**To do**
The records should be restated exactly from their first line through the line with "if let Some(classification)" in it.

[Collected data]
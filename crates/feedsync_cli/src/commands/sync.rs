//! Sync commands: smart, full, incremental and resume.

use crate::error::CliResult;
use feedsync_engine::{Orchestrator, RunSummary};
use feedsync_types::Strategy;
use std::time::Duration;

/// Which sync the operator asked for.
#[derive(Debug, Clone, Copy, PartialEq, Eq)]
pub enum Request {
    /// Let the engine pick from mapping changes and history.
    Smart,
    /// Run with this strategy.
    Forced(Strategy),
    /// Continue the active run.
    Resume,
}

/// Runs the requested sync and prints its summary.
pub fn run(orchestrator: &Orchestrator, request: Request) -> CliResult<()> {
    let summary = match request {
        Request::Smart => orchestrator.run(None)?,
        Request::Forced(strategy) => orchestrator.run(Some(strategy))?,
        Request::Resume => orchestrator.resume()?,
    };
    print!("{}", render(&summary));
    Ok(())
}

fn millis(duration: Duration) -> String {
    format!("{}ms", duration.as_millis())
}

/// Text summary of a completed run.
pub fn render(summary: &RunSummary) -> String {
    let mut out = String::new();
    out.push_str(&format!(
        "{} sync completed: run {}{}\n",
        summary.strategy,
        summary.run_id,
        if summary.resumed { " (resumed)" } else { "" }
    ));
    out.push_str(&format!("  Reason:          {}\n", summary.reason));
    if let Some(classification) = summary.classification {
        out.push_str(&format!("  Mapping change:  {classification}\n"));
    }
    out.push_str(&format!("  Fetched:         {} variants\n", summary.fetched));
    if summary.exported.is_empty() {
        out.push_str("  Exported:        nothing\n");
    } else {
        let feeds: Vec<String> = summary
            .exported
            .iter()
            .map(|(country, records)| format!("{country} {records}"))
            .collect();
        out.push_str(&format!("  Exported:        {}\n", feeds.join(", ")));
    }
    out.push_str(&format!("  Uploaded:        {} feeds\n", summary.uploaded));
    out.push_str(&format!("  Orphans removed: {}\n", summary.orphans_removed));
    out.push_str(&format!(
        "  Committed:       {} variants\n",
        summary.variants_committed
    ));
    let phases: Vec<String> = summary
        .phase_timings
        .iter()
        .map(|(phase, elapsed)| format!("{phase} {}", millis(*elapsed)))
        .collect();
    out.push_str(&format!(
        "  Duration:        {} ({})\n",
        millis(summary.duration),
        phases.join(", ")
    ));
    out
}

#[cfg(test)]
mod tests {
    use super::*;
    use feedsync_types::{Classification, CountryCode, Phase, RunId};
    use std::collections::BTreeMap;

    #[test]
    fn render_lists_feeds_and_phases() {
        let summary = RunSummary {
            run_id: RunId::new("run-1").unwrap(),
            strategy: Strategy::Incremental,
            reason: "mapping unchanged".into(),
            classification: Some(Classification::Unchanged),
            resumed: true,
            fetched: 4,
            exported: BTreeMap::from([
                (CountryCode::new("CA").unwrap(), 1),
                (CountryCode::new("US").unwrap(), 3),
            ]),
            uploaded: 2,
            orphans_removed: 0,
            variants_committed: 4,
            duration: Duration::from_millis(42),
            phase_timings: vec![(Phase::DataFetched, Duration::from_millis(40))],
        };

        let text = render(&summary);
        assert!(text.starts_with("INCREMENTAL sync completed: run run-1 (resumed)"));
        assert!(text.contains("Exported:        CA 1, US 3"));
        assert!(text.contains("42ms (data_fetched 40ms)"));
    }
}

**Finished task**
filename crates/feedsync_cli/src/commands/sync.rs
//! Sync commands: smart, full, incremental and resume.

use crate::error::CliResult;
use feedsync_engine::{Orchestrator, RunSummary};
use feedsync_types::Strategy;
use std::time::Duration;

/// Which sync the operator asked for.
#[derive(Debug, Clone, Copy, PartialEq, Eq)]
pub enum Request {
    /// Let the engine pick from mapping changes and history.
    Smart,
    /// Run with this strategy.
    Forced(Strategy),
    /// Continue the active run.
    Resume,
}

/// Runs the requested sync and prints its summary.
pub fn run(orchestrator: &Orchestrator, request: Request) -> CliResult<()> {
    let summary = match request {
        Request::Smart => orchestrator.run(None)?,
        Request::Forced(strategy) => orchestrator.run(Some(strategy))?,
        Request::Resume => orchestrator.resume()?,
    };
    print!("{}", render(&summary));
    Ok(())
}

fn millis(duration: Duration) -> String {
    format!("{}ms", duration.as_millis())
}

/// Text summary of a completed run.
pub fn render(summary: &RunSummary) -> String {
    let mut out = String::new();
    out.push_str(&format!(
        "{} sync completed: run {}{}\n",
        summary.strategy,
        summary.run_id,
        if summary.resumed { " (resumed)" } else { "" }
    ));
    out.push_str(&format!("  Reason:          {}\n", summary.reason));
    if let Some(classification) = summary.classification {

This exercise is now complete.